Saved data entries

--- START ---

//! Session middleware configuration.
//!
//! Sets up `PostgreSQL`-backed sessions using tower-sessions. Sessions only
//! carry short-lived OAuth state; API callers authenticate with bearer tokens.

use sqlx::PgPool;
use tower_sessions::{Expiry, SessionManagerLayer};
use tower_sessions_sqlx_store::PostgresStore;

use crate::config::StorefrontConfig;

/// Session cookie name.
pub const SESSION_COOKIE_NAME: &str = "nexora_session";

/// Session expiry time in seconds (15 minutes, enough for a consent screen).
const SESSION_EXPIRY_SECONDS: i64 = 15 * 60;

/// Create the session layer with `PostgreSQL` store.
///
/// # Arguments
///
/// * `pool` - `PostgreSQL` connection pool
/// * `config` - Storefront configuration (for the cookie `Secure` flag)
#[must_use]
pub fn create_session_layer(
    pool: &PgPool,
    config: &StorefrontConfig,
) -> SessionManagerLayer<PostgresStore> {
    // The tower_sessions.session table is created by migration
    let store = PostgresStore::new(pool.clone());

    let is_secure = config.environment.is_production();

    SessionManagerLayer::new(store)
        .with_name(SESSION_COOKIE_NAME)
        .with_expiry(Expiry::OnInactivity(
            tower_sessions::cookie::time::Duration::seconds(SESSION_EXPIRY_SECONDS),
        ))
        .with_secure(is_secure)
        .with_same_site(tower_sessions::cookie::SameSite::Lax)
        .with_http_only(true)
        .with_path("/")
}
//! Wishlist route handlers.

use axum::{
    Json,
    extract::{Path, State},
    http::StatusCode,
};
use serde::{Deserialize, Serialize};

use nexora_core::ProductId;

use crate::db::WishlistRepository;
use crate::error::AppError;
use crate::middleware::RequireAuth;
use crate::models::WishlistEntry;
use crate::state::AppState;

#[derive(Debug, Deserialize)]
pub struct AddToWishlistRequest {
    pub product_id: ProductId,
}

#[derive(Debug, Serialize)]
pub struct Wishlist {
    pub items: Vec<WishlistEntry>,
}

/// GET /api/wishlist
pub async fn show(
    State(state): State<AppState>,
    RequireAuth(identity): RequireAuth,
) -> Result<Json<Wishlist>, AppError> {
    let items = WishlistRepository::new(state.pool())
        .list(identity.user_id)
        .await?;
    Ok(Json(Wishlist { items }))
}

/// POST /api/wishlist
pub async fn add(
    State(state): State<AppState>,
    RequireAuth(identity): RequireAuth,
    Json(request): Json<AddToWishlistRequest>,
) -> Result<StatusCode, AppError> {
    WishlistRepository::new(state.pool())
        .add(identity.user_id, request.product_id)
        .await?;
    Ok(StatusCode::CREATED)
}

/// DELETE /api/wishlist/{product_id}
pub async fn remove(
    State(state): State<AppState>,
    RequireAuth(identity): RequireAuth,
    Path(product_id): Path<ProductId>,
) -> Result<StatusCode, AppError> {
    WishlistRepository::new(state.pool())
        .remove(identity.user_id, product_id)
        .await?;
    Ok(StatusCode::NO_CONTENT)
}
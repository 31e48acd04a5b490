//! Session-related types.

/// Session keys.
pub mod keys {
    /// Key for Google `OAuth` state (CSRF protection).
    pub const GOOGLE_OAUTH_STATE: &str = "google_oauth_state";
}
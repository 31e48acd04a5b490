//! Payment gateway adapter.
//!
//! Opens hosted checkout sessions for pending orders and reconciles the
//! processor's signed notifications against local payment and order rows.
//! Payments only ever leave `pending` once, which makes replays harmless.

pub mod midtrans;
pub mod signature;

pub use midtrans::{MidtransClient, PaymentGatewayError, SnapRequest, SnapSession};

use chrono::Utc;
use serde::{Deserialize, Serialize};
use sqlx::{PgConnection, PgPool};
use thiserror::Error;
use tracing::instrument;

use nexora_core::{OrderId, OrderStatus, PaymentStatus, TransactionStatus};

use super::orders::{self, OrderError};
use crate::config::{MidtransConfig, PaymentFailurePolicy};
use crate::db::payments::{self as payment_rows, NewPayment};
use crate::db::{OrderRepository, PaymentRepository, RepositoryError, UserRepository};
use crate::db::orders as order_rows;
use crate::models::{Identity, Order, Payment};

/// Method recorded for sandbox settlements.
pub const SIMULATION_METHOD: &str = "simulation";

#[derive(Debug, Error)]
pub enum PaymentError {
    #[error("order not found")]
    OrderNotFound,

    #[error("payment not found")]
    PaymentNotFound,

    #[error("order is {status}, only pending orders can be paid")]
    OrderNotPending { status: OrderStatus },

    #[error("invalid notification signature")]
    InvalidSignature,

    #[error("payment simulation is disabled in production")]
    SimulationDisabled,

    #[error(transparent)]
    Gateway(#[from] PaymentGatewayError),

    #[error(transparent)]
    Order(#[from] OrderError),

    #[error(transparent)]
    Repository(#[from] RepositoryError),
}

impl From<sqlx::Error> for PaymentError {
    fn from(err: sqlx::Error) -> Self {
        Self::Repository(RepositoryError::Database(err))
    }
}

/// Session handed to the client to open the hosted checkout.
#[derive(Debug, Clone, Serialize)]
pub struct CheckoutSession {
    pub snap_token: String,
    pub redirect_url: String,
}

/// Asynchronous notification from the processor.
#[derive(Debug, Clone, Deserialize)]
pub struct Notification {
    pub order_id: String,
    pub status_code: String,
    pub gross_amount: String,
    pub signature_key: String,
    pub transaction_status: String,
    #[serde(default)]
    pub payment_type: Option<String>,
}

/// What a notification did.
#[derive(Debug, Clone, Copy, PartialEq, Eq)]
pub enum NotificationOutcome {
    /// The payment moved to this status.
    Applied(PaymentStatus),
    /// The payment had already left `pending`.
    AlreadySettled,
    /// Status carries no transition (`pending`, unknown values).
    Acknowledged,
}

/// Processor-side order id: unique per attempt.
#[must_use]
pub fn external_order_id(prefix: &str, order_id: OrderId, unix_seconds: i64) -> String {
    format!("{prefix}-{}-{unix_seconds}", order_id.short())
}

pub struct PaymentService<'a> {
    pool: &'a PgPool,
    gateway: &'a MidtransClient,
    config: &'a MidtransConfig,
    frontend_url: &'a str,
    failure_policy: PaymentFailurePolicy,
}

impl<'a> PaymentService<'a> {
    #[must_use]
    pub const fn new(
        pool: &'a PgPool,
        gateway: &'a MidtransClient,
        config: &'a MidtransConfig,
        frontend_url: &'a str,
        failure_policy: PaymentFailurePolicy,
    ) -> Self {
        Self {
            pool,
            gateway,
            config,
            frontend_url,
            failure_policy,
        }
    }

    /// Open (or reuse) a checkout session for the caller's pending order.
    ///
    /// # Errors
    ///
    /// Returns `PaymentError::OrderNotFound` for missing or foreign orders,
    /// `OrderNotPending` unless the order is pending, and `Gateway` when the
    /// processor fails.
    #[instrument(skip(self, identity), fields(user_id = %identity.user_id))]
    pub async fn create_for_user(
        &self,
        order_id: OrderId,
        identity: &Identity,
    ) -> Result<CheckoutSession, PaymentError> {
        let order = OrderRepository::new(self.pool)
            .get_visible(order_id, identity.user_id, false)
            .await?
            .ok_or(PaymentError::OrderNotFound)?;
        let user = UserRepository::new(self.pool)
            .get_by_id(identity.user_id)
            .await?
            .ok_or(PaymentError::OrderNotFound)?;

        self.open_session(&order, &user.name, user.email.as_str())
            .await
    }

    /// Open (or reuse) a checkout session for a guest order.
    ///
    /// # Errors
    ///
    /// Returns `PaymentError::OrderNotFound` unless the order is a guest
    /// order, plus the errors of [`Self::create_for_user`].
    #[instrument(skip(self))]
    pub async fn create_for_guest(&self, order_id: OrderId) -> Result<CheckoutSession, PaymentError> {
        let order = OrderRepository::new(self.pool)
            .get(order_id)
            .await?
            .ok_or(PaymentError::OrderNotFound)?;
        let contact = order
            .purchaser
            .guest()
            .cloned()
            .ok_or(PaymentError::OrderNotFound)?;

        self.open_session(&order, &contact.name, contact.email.as_str())
            .await
    }

    async fn open_session(
        &self,
        order: &Order,
        customer_name: &str,
        customer_email: &str,
    ) -> Result<CheckoutSession, PaymentError> {
        if order.status != OrderStatus::Pending {
            return Err(PaymentError::OrderNotPending {
                status: order.status,
            });
        }

        let payments = PaymentRepository::new(self.pool);
        if let Some(existing) = payments.latest_for_order(order.id).await?
            && let Some((token, url)) = existing.live_session()
        {
            tracing::debug!(payment_id = %existing.id, "reusing live checkout session");
            return Ok(CheckoutSession {
                snap_token: token.to_owned(),
                redirect_url: url.to_owned(),
            });
        }

        let external_id =
            external_order_id(&self.config.order_prefix, order.id, Utc::now().timestamp());
        let finish_url = format!(
            "{}/orders/{}",
            self.frontend_url.trim_end_matches('/'),
            order.id
        );

        let session = self
            .gateway
            .create_session(&SnapRequest {
                order_id: &external_id,
                gross_amount: order.total.whole_units(),
                customer_name,
                customer_email,
                finish_url: &finish_url,
            })
            .await?;

        let payment = payments
            .create(&NewPayment {
                order_id: order.id,
                external_order_id: &external_id,
                amount: order.total,
                snap_token: &session.token,
                redirect_url: &session.redirect_url,
            })
            .await?;

        tracing::info!(
            payment_id = %payment.id,
            order_id = %order.id,
            external_order_id = %external_id,
            "checkout session created"
        );
        Ok(CheckoutSession {
            snap_token: session.token,
            redirect_url: session.redirect_url,
        })
    }

    /// Latest payment of one of the caller's orders.
    ///
    /// # Errors
    ///
    /// Returns `PaymentError::OrderNotFound` or `PaymentNotFound`.
    pub async fn status(
        &self,
        order_id: OrderId,
        identity: &Identity,
    ) -> Result<Payment, PaymentError> {
        let order = OrderRepository::new(self.pool)
            .get_visible(order_id, identity.user_id, false)
            .await?
            .ok_or(PaymentError::OrderNotFound)?;

        PaymentRepository::new(self.pool)
            .latest_for_order(order.id)
            .await?
            .ok_or(PaymentError::PaymentNotFound)
    }

    /// Reconcile a processor notification.
    ///
    /// # Errors
    ///
    /// Returns `PaymentError::InvalidSignature` for a bad signature, with
    /// nothing touched, and `PaymentNotFound` for an unknown session id.
    #[instrument(
        skip(self, notification),
        fields(
            external_order_id = %notification.order_id,
            transaction_status = %notification.transaction_status
        )
    )]
    pub async fn handle_notification(
        &self,
        notification: &Notification,
    ) -> Result<NotificationOutcome, PaymentError> {
        if !signature::verify_notification(
            &notification.order_id,
            &notification.status_code,
            &notification.gross_amount,
            &notification.signature_key,
            &self.config.server_key,
        ) {
            tracing::warn!("rejected notification with invalid signature");
            return Err(PaymentError::InvalidSignature);
        }

        let mut tx = self.pool.begin().await?;

        let payment = payment_rows::lock_by_external_id(&mut tx, &notification.order_id)
            .await?
            .ok_or(PaymentError::PaymentNotFound)?;

        let transaction_status = TransactionStatus::from_wire(&notification.transaction_status);
        let Some(target) = transaction_status.settles_as() else {
            tracing::debug!("notification acknowledged without transition");
            return Ok(NotificationOutcome::Acknowledged);
        };

        let outcome = self
            .settle(&mut tx, &payment, target, notification.payment_type.as_deref())
            .await?;
        tx.commit().await?;

        Ok(outcome)
    }

    /// Mark the latest pending payment successful without the processor.
    ///
    /// # Errors
    ///
    /// Returns `PaymentError::SimulationDisabled` in production, otherwise
    /// `OrderNotFound` or `PaymentNotFound`.
    #[instrument(skip(self, identity), fields(user_id = %identity.user_id))]
    pub async fn simulate(
        &self,
        order_id: OrderId,
        identity: &Identity,
    ) -> Result<NotificationOutcome, PaymentError> {
        if !self.config.allows_simulation() {
            return Err(PaymentError::SimulationDisabled);
        }

        let order = OrderRepository::new(self.pool)
            .get_visible(order_id, identity.user_id, identity.is_admin())
            .await?
            .ok_or(PaymentError::OrderNotFound)?;

        let mut tx = self.pool.begin().await?;

        let latest = payment_rows::latest_for_order(&mut tx, order.id)
            .await?
            .filter(|p| p.status == PaymentStatus::Pending)
            .ok_or(PaymentError::PaymentNotFound)?;
        let payment = payment_rows::lock_by_external_id(&mut tx, &latest.external_order_id)
            .await?
            .ok_or(PaymentError::PaymentNotFound)?;

        let outcome = self
            .settle(&mut tx, &payment, PaymentStatus::Success, Some(SIMULATION_METHOD))
            .await?;
        tx.commit().await?;

        tracing::info!(order_id = %order.id, "payment simulated");
        Ok(outcome)
    }

    /// Apply a terminal status to a locked payment and its order.
    async fn settle(
        &self,
        conn: &mut PgConnection,
        payment: &Payment,
        target: PaymentStatus,
        method: Option<&str>,
    ) -> Result<NotificationOutcome, PaymentError> {
        let Some(updated) =
            payment_rows::settle_if_pending(conn, &payment.external_order_id, target, method)
                .await?
        else {
            tracing::debug!(payment_id = %payment.id, status = %payment.status, "payment already settled");
            return Ok(NotificationOutcome::AlreadySettled);
        };

        match updated.status {
            PaymentStatus::Success => {
                if !order_rows::mark_paid_if_pending(conn, payment.order_id).await? {
                    let current = order_rows::lock_order(conn, payment.order_id)
                        .await?
                        .map(|o| o.status);
                    if current == Some(OrderStatus::Cancelled) {
                        tracing::warn!(
                            order_id = %payment.order_id,
                            payment_id = %payment.id,
                            "payment settled for a cancelled order, refund needed"
                        );
                    }
                }
            }
            PaymentStatus::Failed | PaymentStatus::Expired => {
                if self.failure_policy == PaymentFailurePolicy::ReleaseStock
                    && orders::release_pending(conn, payment.order_id).await?
                {
                    tracing::info!(
                        order_id = %payment.order_id,
                        status = %updated.status,
                        "order cancelled and stock released after payment failure"
                    );
                }
            }
            PaymentStatus::Pending => {}
        }

        tracing::info!(payment_id = %updated.id, status = %updated.status, "payment settled");
        Ok(NotificationOutcome::Applied(updated.status))
    }
}

#[cfg(test)]
#[allow(clippy::unwrap_used)]
mod tests {
    use super::*;

    #[test]
    fn test_external_order_id_shape() {
        let id: OrderId = "1a2b3c4d-0000-4000-8000-000000000000"
            .parse()
            .unwrap();
        assert_eq!(
            external_order_id("NEXORA", id, 1_700_000_000),
            "NEXORA-1a2b3c4d-1700000000"
        );
    }

    #[test]
    fn test_notification_payment_type_optional() {
        let n: Notification = serde_json::from_str(
            r#"{"order_id":"NEXORA-1a2b3c4d-1","status_code":"200","gross_amount":"150000.00",
                "signature_key":"abc","transaction_status":"settlement"}"#,
        )
        .unwrap();
        assert!(n.payment_type.is_none());
        assert_eq!(n.transaction_status, "settlement");
    }
}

--- END ---

EXERCISE INSTRUCTIONS: Extract every line containing the string "Applied" from the data above.

EXERCISE OUTPUT:
    Applied(PaymentStatus),
        Ok(NotificationOutcome::Applied(updated.status))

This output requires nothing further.